Task goal:
Restate, word for word, every line of the data.

Dataset content:
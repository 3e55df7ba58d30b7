//! Notion destination adapter against a mocked API.

use std::time::Duration;

use hsync_adapters::{DestinationAdapter, DestinationError, NotionConfig, NotionDestination};
use hsync_core::{ColumnSpec, ColumnType, ColumnWriteSet, FilterPredicate, PropertyValue, WriteTarget};
use serde_json::json;
use wiremock::matchers::{body_json, header, method, path};
use wiremock::{Mock, MockServer, ResponseTemplate};

fn config(server: &MockServer, version: &str) -> NotionConfig {
    NotionConfig {
        token: "secret_test".to_string(),
        version: version.to_string(),
        base_url: server.uri(),
        timeout: Duration::from_secs(5),
    }
}

fn destination(server: &MockServer) -> NotionDestination {
    NotionDestination::new(config(server, "2025-09-03")).unwrap()
}

#[tokio::test]
async fn schema_is_read_from_the_first_data_source() {
    let server = MockServer::start().await;
    Mock::given(method("GET"))
        .and(path("/v1/databases/db-steps"))
        .and(header("Notion-Version", "2025-09-03"))
        .and(header("Authorization", "Bearer secret_test"))
        .respond_with(ResponseTemplate::new(200).set_body_string(include_str!("fixtures/notion_database_2025.json")))
        .mount(&server)
        .await;
    Mock::given(method("GET"))
        .and(path("/v1/data_sources/ds-steps"))
        .respond_with(ResponseTemplate::new(200).set_body_string(include_str!("fixtures/notion_data_source.json")))
        .mount(&server)
        .await;

    let catalog = destination(&server).retrieve_schema("db-steps").await.unwrap();

    assert_eq!(catalog.title.as_deref(), Some("Daily Steps"));
    assert_eq!(catalog.target, WriteTarget::DataSource("ds-steps".into()));
    assert_eq!(catalog.column("Name").unwrap().column_type, ColumnType::Title);
    assert_eq!(catalog.column("Total Steps").unwrap().column_type, ColumnType::Number);
    assert_eq!(catalog.column("Notes").unwrap().column_type, ColumnType::RichText);
}

#[tokio::test]
async fn database_without_data_sources_is_reported() {
    let server = MockServer::start().await;
    Mock::given(method("GET"))
        .and(path("/v1/databases/linked-view"))
        .respond_with(
            ResponseTemplate::new(200).set_body_json(json!({"object": "database", "id": "linked-view", "data_sources": []})),
        )
        .mount(&server)
        .await;

    let err = destination(&server).retrieve_schema("linked-view").await.unwrap_err();
    assert!(matches!(err, DestinationError::NoDataSource { .. }));
}

#[tokio::test]
async fn legacy_versions_read_database_properties_directly() {
    let server = MockServer::start().await;
    Mock::given(method("GET"))
        .and(path("/v1/databases/db-old"))
        .and(header("Notion-Version", "2022-06-28"))
        .respond_with(ResponseTemplate::new(200).set_body_json(json!({
            "object": "database",
            "id": "db-old",
            "title": [],
            "properties": {
                "Name": {"id": "title", "type": "title", "title": {}},
                "Date": {"id": "x", "type": "date", "date": {}}
            }
        })))
        .mount(&server)
        .await;

    let dest = NotionDestination::new(config(&server, "2022-06-28")).unwrap();
    let catalog = dest.retrieve_schema("db-old").await.unwrap();
    assert_eq!(catalog.target, WriteTarget::Database("db-old".into()));
    assert_eq!(catalog.title, None);
    assert_eq!(catalog.columns.len(), 2);
}

#[tokio::test]
async fn missing_database_surfaces_api_code() {
    let server = MockServer::start().await;
    Mock::given(method("GET"))
        .and(path("/v1/databases/nope"))
        .respond_with(ResponseTemplate::new(404).set_body_json(json!({
            "object": "error",
            "status": 404,
            "code": "object_not_found",
            "message": "Could not find database with ID: nope."
        })))
        .mount(&server)
        .await;

    match destination(&server).retrieve_schema("nope").await {
        Err(DestinationError::Api { status, code, .. }) => {
            assert_eq!(status, 404);
            assert_eq!(code, "object_not_found");
        }
        other => panic!("unexpected {other:?}"),
    }
}

#[tokio::test]
async fn query_sends_conjunction_filter_and_decodes_pages() {
    let server = MockServer::start().await;
    Mock::given(method("POST"))
        .and(path("/v1/data_sources/ds-steps/query"))
        .and(body_json(json!({
            "filter": {"and": [
                {"property": "Date", "date": {"equals": "2024-03-01"}},
                {"property": "Name", "title": {"equals": "Walking"}}
            ]},
            "page_size": 2
        })))
        .respond_with(ResponseTemplate::new(200).set_body_string(include_str!("fixtures/notion_query_results.json")))
        .mount(&server)
        .await;

    let records = destination(&server)
        .query(
            &WriteTarget::DataSource("ds-steps".into()),
            &[
                FilterPredicate {
                    column: "Date".into(),
                    column_type: ColumnType::Date,
                    value: PropertyValue::Date("2024-03-01".into()),
                },
                FilterPredicate {
                    column: "Name".into(),
                    column_type: ColumnType::Title,
                    value: PropertyValue::Title("Walking".into()),
                },
            ],
        )
        .await
        .unwrap();

    assert_eq!(records.len(), 1);
    let record = &records[0];
    assert_eq!(record.id, "page-1");
    assert_eq!(record.properties["Total Steps"], PropertyValue::Number(8000.0));
    assert_eq!(record.properties["Step Goal"], PropertyValue::Empty);
    assert_eq!(record.properties["Notes"], PropertyValue::Empty);
    assert_eq!(record.properties["Date"], PropertyValue::Date("2024-03-01".into()));
    assert_eq!(record.properties["Name"], PropertyValue::Title("Walking".into()));
}

#[tokio::test]
async fn create_targets_the_data_source_with_an_emoji_icon() {
    let server = MockServer::start().await;
    Mock::given(method("POST"))
        .and(path("/v1/pages"))
        .and(body_json(json!({
            "parent": {"type": "data_source_id", "data_source_id": "ds-steps"},
            "properties": {
                "Date": {"date": {"start": "2024-03-01"}},
                "Name": {"title": [{"text": {"content": "Walking"}}]},
                "Total Steps": {"number": 8000.0}
            },
            "icon": {"type": "emoji", "emoji": "👟"}
        })))
        .respond_with(ResponseTemplate::new(200).set_body_json(json!({"object": "page", "id": "new-page"})))
        .mount(&server)
        .await;

    let mut properties = ColumnWriteSet::new();
    properties.insert("Name", PropertyValue::Title("Walking".into()));
    properties.insert("Date", PropertyValue::Date("2024-03-01".into()));
    properties.insert("Total Steps", PropertyValue::Number(8000.0));

    let id = destination(&server)
        .create(&WriteTarget::DataSource("ds-steps".into()), &properties, Some("👟"))
        .await
        .unwrap();
    assert_eq!(id, "new-page");
}

#[tokio::test]
async fn update_patches_only_the_given_properties() {
    let server = MockServer::start().await;
    Mock::given(method("PATCH"))
        .and(path("/v1/pages/page-1"))
        .and(body_json(json!({"properties": {"Total Steps": {"number": 8200.0}}})))
        .respond_with(ResponseTemplate::new(200).set_body_json(json!({"object": "page", "id": "page-1"})))
        .expect(1)
        .mount(&server)
        .await;

    let mut properties = ColumnWriteSet::new();
    properties.insert("Total Steps", PropertyValue::Number(8200.0));
    destination(&server).update("page-1", &properties).await.unwrap();
}

#[tokio::test]
async fn add_columns_patches_the_data_source_schema() {
    let server = MockServer::start().await;
    Mock::given(method("PATCH"))
        .and(path("/v1/data_sources/ds-sleep"))
        .and(body_json(json!({"properties": {
            "Bedtime": {"date": {}},
            "Score": {"number": {}}
        }})))
        .respond_with(ResponseTemplate::new(200).set_body_json(json!({"object": "data_source", "id": "ds-sleep"})))
        .expect(1)
        .mount(&server)
        .await;

    destination(&server)
        .add_columns(
            &WriteTarget::DataSource("ds-sleep".into()),
            &[
                ColumnSpec {
                    name: "Score".into(),
                    column_type: ColumnType::Number,
                },
                ColumnSpec {
                    name: "Bedtime".into(),
                    column_type: ColumnType::Date,
                },
            ],
        )
        .await
        .unwrap();
}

Answer section:
repository 3e55df7ba58d30b7
//! Notion destination adapter against a mocked API.

use std::time::Duration;

use hsync_adapters::{DestinationAdapter, DestinationError, NotionConfig, NotionDestination};
use hsync_core::{ColumnSpec, ColumnType, ColumnWriteSet, FilterPredicate, PropertyValue, WriteTarget};
use serde_json::json;
use wiremock::matchers::{body_json, header, method, path};
use wiremock::{Mock, MockServer, ResponseTemplate};

fn config(server: &MockServer, version: &str) -> NotionConfig {
    NotionConfig {
        token: "secret_test".to_string(),
        version: version.to_string(),
        base_url: server.uri(),
        timeout: Duration::from_secs(5),
    }
}

fn destination(server: &MockServer) -> NotionDestination {
    NotionDestination::new(config(server, "2025-09-03")).unwrap()
}

#[tokio::test]
async fn schema_is_read_from_the_first_data_source() {
    let server = MockServer::start().await;
    Mock::given(method("GET"))
        .and(path("/v1/databases/db-steps"))
        .and(header("Notion-Version", "2025-09-03"))
        .and(header("Authorization", "Bearer secret_test"))
        .respond_with(ResponseTemplate::new(200).set_body_string(include_str!("fixtures/notion_database_2025.json")))
        .mount(&server)
        .await;
    Mock::given(method("GET"))
        .and(path("/v1/data_sources/ds-steps"))
        .respond_with(ResponseTemplate::new(200).set_body_string(include_str!("fixtures/notion_data_source.json")))
        .mount(&server)
        .await;

    let catalog = destination(&server).retrieve_schema("db-steps").await.unwrap();

    assert_eq!(catalog.title.as_deref(), Some("Daily Steps"));
    assert_eq!(catalog.target, WriteTarget::DataSource("ds-steps".into()));
    assert_eq!(catalog.column("Name").unwrap().column_type, ColumnType::Title);
    assert_eq!(catalog.column("Total Steps").unwrap().column_type, ColumnType::Number);
    assert_eq!(catalog.column("Notes").unwrap().column_type, ColumnType::RichText);
}

#[tokio::test]
async fn database_without_data_sources_is_reported() {
    let server = MockServer::start().await;
    Mock::given(method("GET"))
        .and(path("/v1/databases/linked-view"))
        .respond_with(
            ResponseTemplate::new(200).set_body_json(json!({"object": "database", "id": "linked-view", "data_sources": []})),
        )
        .mount(&server)
        .await;

    let err = destination(&server).retrieve_schema("linked-view").await.unwrap_err();
    assert!(matches!(err, DestinationError::NoDataSource { .. }));
}

#[tokio::test]
async fn legacy_versions_read_database_properties_directly() {
    let server = MockServer::start().await;
    Mock::given(method("GET"))
        .and(path("/v1/databases/db-old"))
        .and(header("Notion-Version", "2022-06-28"))
        .respond_with(ResponseTemplate::new(200).set_body_json(json!({
            "object": "database",
            "id": "db-old",
            "title": [],
            "properties": {
                "Name": {"id": "title", "type": "title", "title": {}},
                "Date": {"id": "x", "type": "date", "date": {}}
            }
        })))
        .mount(&server)
        .await;

    let dest = NotionDestination::new(config(&server, "2022-06-28")).unwrap();
    let catalog = dest.retrieve_schema("db-old").await.unwrap();
    assert_eq!(catalog.target, WriteTarget::Database("db-old".into()));
    assert_eq!(catalog.title, None);
    assert_eq!(catalog.columns.len(), 2);
}

#[tokio::test]
async fn missing_database_surfaces_api_code() {
    let server = MockServer::start().await;
    Mock::given(method("GET"))
        .and(path("/v1/databases/nope"))
        .respond_with(ResponseTemplate::new(404).set_body_json(json!({
            "object": "error",
            "status": 404,
            "code": "object_not_found",
            "message": "Could not find database with ID: nope."
        })))
        .mount(&server)
        .await;

    match destination(&server).retrieve_schema("nope").await {
        Err(DestinationError::Api { status, code, .. }) => {
            assert_eq!(status, 404);
            assert_eq!(code, "object_not_found");
        }
        other => panic!("unexpected {other:?}"),
    }
}

#[tokio::test]
async fn query_sends_conjunction_filter_and_decodes_pages() {
    let server = MockServer::start().await;
    Mock::given(method("POST"))
        .and(path("/v1/data_sources/ds-steps/query"))
        .and(body_json(json!({
            "filter": {"and": [
                {"property": "Date", "date": {"equals": "2024-03-01"}},
                {"property": "Name", "title": {"equals": "Walking"}}
            ]},
            "page_size": 2
        })))
        .respond_with(ResponseTemplate::new(200).set_body_string(include_str!("fixtures/notion_query_results.json")))
        .mount(&server)
        .await;

    let records = destination(&server)
        .query(
            &WriteTarget::DataSource("ds-steps".into()),
            &[
                FilterPredicate {
                    column: "Date".into(),
                    column_type: ColumnType::Date,
                    value: PropertyValue::Date("2024-03-01".into()),
                },
                FilterPredicate {
                    column: "Name".into(),
                    column_type: ColumnType::Title,
                    value: PropertyValue::Title("Walking".into()),
                },
            ],
        )
        .await
        .unwrap();

    assert_eq!(records.len(), 1);
    let record = &records[0];
    assert_eq!(record.id, "page-1");
    assert_eq!(record.properties["Total Steps"], PropertyValue::Number(8000.0));
    assert_eq!(record.properties["Step Goal"], PropertyValue::Empty);
    assert_eq!(record.properties["Notes"], PropertyValue::Empty);
    assert_eq!(record.properties["Date"], PropertyValue::Date("2024-03-01".into()));
    assert_eq!(record.properties["Name"], PropertyValue::Title("Walking".into()));
}

#[tokio::test]
async fn create_targets_the_data_source_with_an_emoji_icon() {
    let server = MockServer::start().await;
    Mock::given(method("POST"))
        .and(path("/v1/pages"))
        .and(body_json(json!({
            "parent": {"type": "data_source_id", "data_source_id": "ds-steps"},
            "properties": {
                "Date": {"date": {"start": "2024-03-01"}},
                "Name": {"title": [{"text": {"content": "Walking"}}]},
                "Total Steps": {"number": 8000.0}
            },
            "icon": {"type": "emoji", "emoji": "👟"}
        })))
        .respond_with(ResponseTemplate::new(200).set_body_json(json!({"object": "page", "id": "new-page"})))
        .mount(&server)
        .await;

    let mut properties = ColumnWriteSet::new();
    properties.insert("Name", PropertyValue::Title("Walking".into()));
    properties.insert("Date", PropertyValue::Date("2024-03-01".into()));
    properties.insert("Total Steps", PropertyValue::Number(8000.0));

    let id = destination(&server)
        .create(&WriteTarget::DataSource("ds-steps".into()), &properties, Some("👟"))
        .await
        .unwrap();
    assert_eq!(id, "new-page");
}

#[tokio::test]
async fn update_patches_only_the_given_properties() {
    let server = MockServer::start().await;
    Mock::given(method("PATCH"))
        .and(path("/v1/pages/page-1"))
        .and(body_json(json!({"properties": {"Total Steps": {"number": 8200.0}}})))
        .respond_with(ResponseTemplate::new(200).set_body_json(json!({"object": "page", "id": "page-1"})))
        .expect(1)
        .mount(&server)
        .await;

    let mut properties = ColumnWriteSet::new();
    properties.insert("Total Steps", PropertyValue::Number(8200.0));
    destination(&server).update("page-1", &properties).await.unwrap();
}

#[tokio::test]
async fn add_columns_patches_the_data_source_schema() {
    let server = MockServer::start().await;
    Mock::given(method("PATCH"))
        .and(path("/v1/data_sources/ds-sleep"))
        .and(body_json(json!({"properties": {
            "Bedtime": {"date": {}},
            "Score": {"number": {}}
        }})))
        .respond_with(ResponseTemplate::new(200).set_body_json(json!({"object": "data_source", "id": "ds-sleep"})))
        .expect(1)
        .mount(&server)
        .await;

    destination(&server)
        .add_columns(
            &WriteTarget::DataSource("ds-sleep".into()),
            &[
                ColumnSpec {
                    name: "Score".into(),
                    column_type: ColumnType::Number,
                },
                ColumnSpec {
                    name: "Bedtime".into(),
                    column_type: ColumnType::Date,
                },
            ],
        )
        .await
        .unwrap();
}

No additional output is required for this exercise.